Uma questão que aparece com muita freqüência na literatura (ARRUDA, 2005;
ALMEIDA, 2005; JODELET, 2001; ABRIC, 2001; SÁ, 1998) e que é comum para
quem está envolvido com a pesquisa, é o caráter plurimetodológico do estudo das
representações sociais. Dado ao seu caráter cognitivo-social, o estudo das
representações sociais requer a articulação de uma variedade de métodos que possam
nos aproximar dos seus conteúdos, da sua estrutura, de outras representações que lhes
são associadas e das práticas sociais orientadas por essas representações. Devido ao
grau de dificuldade que envolve a compreensão e a apreensão do fenômeno, a pesquisa
em representações sociais exige não só o uso de diferentes métodos como “[...] ainda
31
permite – e solicita mesmo – algo como um espírito de aventura na perseguição do
conhecimento científico” (SÁ, 1998. p. 85). Estamos lidando, portanto, com um campo
teórico-metodológico que é ao mesmo tempo multifacetado e aberto às novas
experiências.
Na intenção de situar o lugar dos agentes das representações sociais e os espaços
a partir dos quais produzem práticas sociais significativas, utilizamos um Questionário
de Caracterização (APÊNDICE A), constituído de questões objetivas. Nesta etapa da
pesquisa, os nossos objetivos estavam centrados na obtenção de informações sobre as
condições e o estilo de vida desses indivíduos e sobre o lugar social, no interior e a
partir do qual, eles constroem essas práticas e essas significações. Essas informações
foram importantes para delinear o perfil dos participantes da pesquisa e nos permitiram
conhecer as condições objetivas a partir das quais eles representam suas existências
sociais, enxergam o mundo e a sua profissão. Esse questionário nos permitiu acessar o
estilo de vida do grupo de professores enquanto habitus, conjunto de regularidades
“regradas”, o que nos permitiu inferir sobre suas escolhas (a da profissão, por exemplo)
e sobre o peso das determinações sociais na maneira de compreender e agir na
profissão.
O questionário continha 35 questões objetivas e algumas delas ofereciam aos
professores um leque de opções de respostas previamente sugeridas. As demais se
constituíam de questões relativamente abertas, muito embora exigissem respostas
diretas e objetivas dos participantes.

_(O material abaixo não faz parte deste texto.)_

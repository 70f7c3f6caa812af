use std::time::Duration;

use reqwest::blocking::Client;
use serde::de::DeserializeOwned;
use serde::Serialize;
use thiserror::Error;
use tracing::debug;

use crate::cache::{BulkResolver, CachePolicy, ResolveError, ResultCache};
use crate::core::result::MatchResult;
use crate::core::search::Search;
use crate::utils::normalize::Normalizer;

const REQUEST_TIMEOUT_SECS: u64 = 30;

#[derive(Error, Debug)]
pub enum RemoteError {
    #[error("HTTP error: {0}")]
    Http(#[from] reqwest::Error),

    #[error("Server returned {status}: {body}")]
    Status { status: u16, body: String },

    #[error("Invalid server URL: {0}")]
    InvalidUrl(String),
}

impl From<RemoteError> for ResolveError {
    fn from(e: RemoteError) -> Self {
        ResolveError::Remote(e.to_string())
    }
}

/// The HTTP side of the client, shared by the cache loaders
#[derive(Clone)]
struct Endpoint {
    http: Client,
    base_url: String,
}

impl Endpoint {
    fn url(&self, path: &str) -> String {
        format!("{}/api/{path}", self.base_url)
    }

    fn get<T: DeserializeOwned>(&self, path: &str, query: &[(&str, &str)]) -> Result<T, RemoteError> {
        debug!("GET {path}");
        let response = self.http.get(self.url(path)).query(query).send()?;
        Self::decode(response)
    }

    fn post<B: Serialize + ?Sized, T: DeserializeOwned>(
        &self,
        path: &str,
        query: &[(&str, &str)],
        body: &B,
    ) -> Result<T, RemoteError> {
        debug!("POST {path}");
        let response = self
            .http
            .post(self.url(path))
            .query(query)
            .json(body)
            .send()?;
        Self::decode(response)
    }

    fn decode<T: DeserializeOwned>(response: reqwest::blocking::Response) -> Result<T, RemoteError> {
        let status = response.status();
        if !status.is_success() {
            let body = response.text().unwrap_or_default();
            return Err(RemoteError::Status {
                status: status.as_u16(),
                body: body.chars().take(200).collect(),
            });
        }
        Ok(response.json()?)
    }

    fn match_search(&self, search: &Search) -> Result<MatchResult, RemoteError> {
        self.post("searchByClassification", &[], search)
    }

    fn match_all(&self, searches: &[Search]) -> Result<Vec<MatchResult>, RemoteError> {
        let results: Vec<Option<MatchResult>> =
            self.post("searchAllByClassification", &[], searches)?;
        Ok(results
            .into_iter()
            .map(|r| r.unwrap_or_else(MatchResult::no_match))
            .collect())
    }

    fn get_by_id(&self, id: &str, follow: bool) -> Result<MatchResult, RemoteError> {
        self.get("getByTaxonID", &[("taxonID", id), ("follow", follow_flag(follow))])
    }

    fn get_all(&self, ids: &[String], follow: bool) -> Result<Vec<MatchResult>, RemoteError> {
        let results: Vec<Option<MatchResult>> =
            self.post("getAllByTaxonID", &[("follow", follow_flag(follow))], ids)?;
        Ok(results
            .into_iter()
            .map(|r| r.unwrap_or_else(MatchResult::no_match))
            .collect())
    }
}

fn follow_flag(follow: bool) -> &'static str {
    if follow {
        "true"
    } else {
        "false"
    }
}

/// Resolves searches against a remote server, remembering answers locally.
///
/// Bulk calls send only the entries missing from the local caches, in one
/// request.
pub struct RemoteMatcher {
    endpoint: Endpoint,
    normalizer: Normalizer,
    search_cache: ResultCache<Search, MatchResult>,
    id_cache: ResultCache<String, MatchResult>,
    id_follow_cache: ResultCache<String, MatchResult>,
}

impl RemoteMatcher {
    /// Create a client for the server at `base_url` (e.g. `http://localhost:8080`)
    ///
    /// # Errors
    ///
    /// Returns `RemoteError::InvalidUrl` for a URL without an http(s) scheme,
    /// or `RemoteError::Http` if the HTTP client cannot be built.
    pub fn new(base_url: &str, policy: CachePolicy) -> Result<Self, RemoteError> {
        let base_url = base_url.trim().trim_end_matches('/').to_string();
        if !(base_url.starts_with("http://") || base_url.starts_with("https://")) {
            return Err(RemoteError::InvalidUrl(base_url));
        }

        let http = Client::builder()
            .timeout(Duration::from_secs(REQUEST_TIMEOUT_SECS))
            .build()?;
        let endpoint = Endpoint { http, base_url };

        let search_endpoint = endpoint.clone();
        let id_endpoint = endpoint.clone();
        let follow_endpoint = endpoint.clone();

        Ok(Self {
            endpoint,
            normalizer: Normalizer::default(),
            search_cache: ResultCache::new("remote search", policy, move |search: &Search| {
                Ok(search_endpoint.match_search(search)?)
            }),
            id_cache: ResultCache::new("remote id", policy, move |id: &String| {
                Ok(id_endpoint.get_by_id(id, false)?)
            }),
            id_follow_cache: ResultCache::new("remote id-follow", policy, move |id: &String| {
                Ok(follow_endpoint.get_by_id(id, true)?)
            }),
        })
    }

    #[must_use]
    pub fn base_url(&self) -> &str {
        &self.endpoint.base_url
    }

    /// Resolve one search
    ///
    /// # Errors
    ///
    /// Returns `ResolveError::Remote` if the server cannot be reached or
    /// answers with an error.
    pub fn match_search(&self, search: &Search) -> Result<MatchResult, ResolveError> {
        self.search_cache.get(&self.normalizer.normalize_search(search))
    }

    /// Resolve a list of searches with at most one server call
    ///
    /// # Errors
    ///
    /// Returns `ResolveError` if the batch call fails or its reply has the
    /// wrong length.
    pub fn match_all(&self, searches: &[Option<Search>]) -> Result<Vec<Option<MatchResult>>, ResolveError> {
        let normalized: Vec<Option<Search>> = searches
            .iter()
            .map(|s| s.as_ref().map(|s| self.normalizer.normalize_search(s)))
            .collect();
        BulkResolver::new(&self.search_cache)
            .resolve_batched(&normalized, |batch| Ok(self.endpoint.match_all(batch)?))
    }

    /// Look up an identifier, optionally following synonyms
    ///
    /// # Errors
    ///
    /// Returns `ResolveError::Remote` if the server call fails.
    pub fn get(&self, id: &str, follow: bool) -> Result<MatchResult, ResolveError> {
        self.id_cache_for(follow).get(&id.trim().to_string())
    }

    /// Look up a list of identifiers with at most one server call
    ///
    /// # Errors
    ///
    /// Returns `ResolveError` if the batch call fails or its reply has the
    /// wrong length.
    pub fn get_all(
        &self,
        ids: &[Option<String>],
        follow: bool,
    ) -> Result<Vec<Option<MatchResult>>, ResolveError> {
        let ids: Vec<Option<String>> = ids
            .iter()
            .map(|id| id.as_deref().map(|id| id.trim().to_string()))
            .collect();
        BulkResolver::new(self.id_cache_for(follow))
            .resolve_batched(&ids, |batch| Ok(self.endpoint.get_all(batch, follow)?))
    }

    fn id_cache_for(&self, follow: bool) -> &ResultCache<String, MatchResult> {
        if follow {
            &self.id_follow_cache
        } else {
            &self.id_cache
        }
    }
}

#[cfg(test)]
mod tests {
    use super::*;

    #[test]
    fn test_rejects_url_without_scheme() {
        assert!(matches!(
            RemoteMatcher::new("localhost:8080", CachePolicy::default()),
            Err(RemoteError::InvalidUrl(_))
        ));
    }

    #[test]
    fn test_trailing_slash_trimmed() {
        let remote = RemoteMatcher::new("http://localhost:8080/", CachePolicy::default()).unwrap();
        assert_eq!(remote.base_url(), "http://localhost:8080");
        assert_eq!(
            remote.endpoint.url("getByTaxonID"),
            "http://localhost:8080/api/getByTaxonID"
        );
    }

    #[test]
    fn test_unreachable_server_is_remote_error() {
        // Port 9 (discard) is closed on test machines
        let remote = RemoteMatcher::new("http://127.0.0.1:9", CachePolicy::default()).unwrap();
        let err = remote.match_search(&Search::named("Acacia dealbata")).unwrap_err();
        assert!(matches!(err, ResolveError::Remote(_)));
    }

    #[test]
    fn test_cached_batch_needs_no_server() {
        let remote = RemoteMatcher::new("http://127.0.0.1:9", CachePolicy::default()).unwrap();
        let search = Search::named("Acacia dealbata");
        let mut cached = MatchResult::no_match();
        cached.success = true;
        cached.taxon_concept_id = Some("ACA-DEA".to_string());
        remote
            .search_cache
            .insert(remote.normalizer.normalize_search(&search), cached.clone());

        let results = remote.match_all(&[Some(search), None]).unwrap();
        assert_eq!(results, vec![Some(cached), None]);
    }
}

As informações colhidas através desse instrumento
receberam um tratamento estatístico (analises de freqüência simples e tabelas cruzadas),
através do programa SPSS (Statistical Package for Social Science for Windows), versão
12.0.
Além desse questionário de caracterização, utilizamos uma série de três outros
questionários com questões abertas e previamente elaboradas, que estamos chamando
aqui de Questionários de Práticas e de Significados (APÊNDICE B). Esses
instrumentos nos permitiram colher informações sobre a motivação para ingresso e
permanência na profissão, sobre as condições de vida e de trabalho e sobre os
significados da profissão e as expectativas desses professores em relação a ela. Os
questionários foram aplicados junto a 45 professores, todos alunos da primeira turma do
Programa. A sua aplicação se deu em fins de 2002, quando da minha estadia na cidade
ministrando um dos componentes curriculares do curso. As informações contidas nesses
questionários foram muito úteis e relevantes para a pesquisa. Com elas foi possível
32
compreender as motivações dos professores para ingresso na profissão, a maneira como
esses agentes se compreendem enquanto professores e as diferentes formas de atuação
profissional desses docentes.
Reconhecemos, entretanto, as limitações do uso de questionários em pesquisa.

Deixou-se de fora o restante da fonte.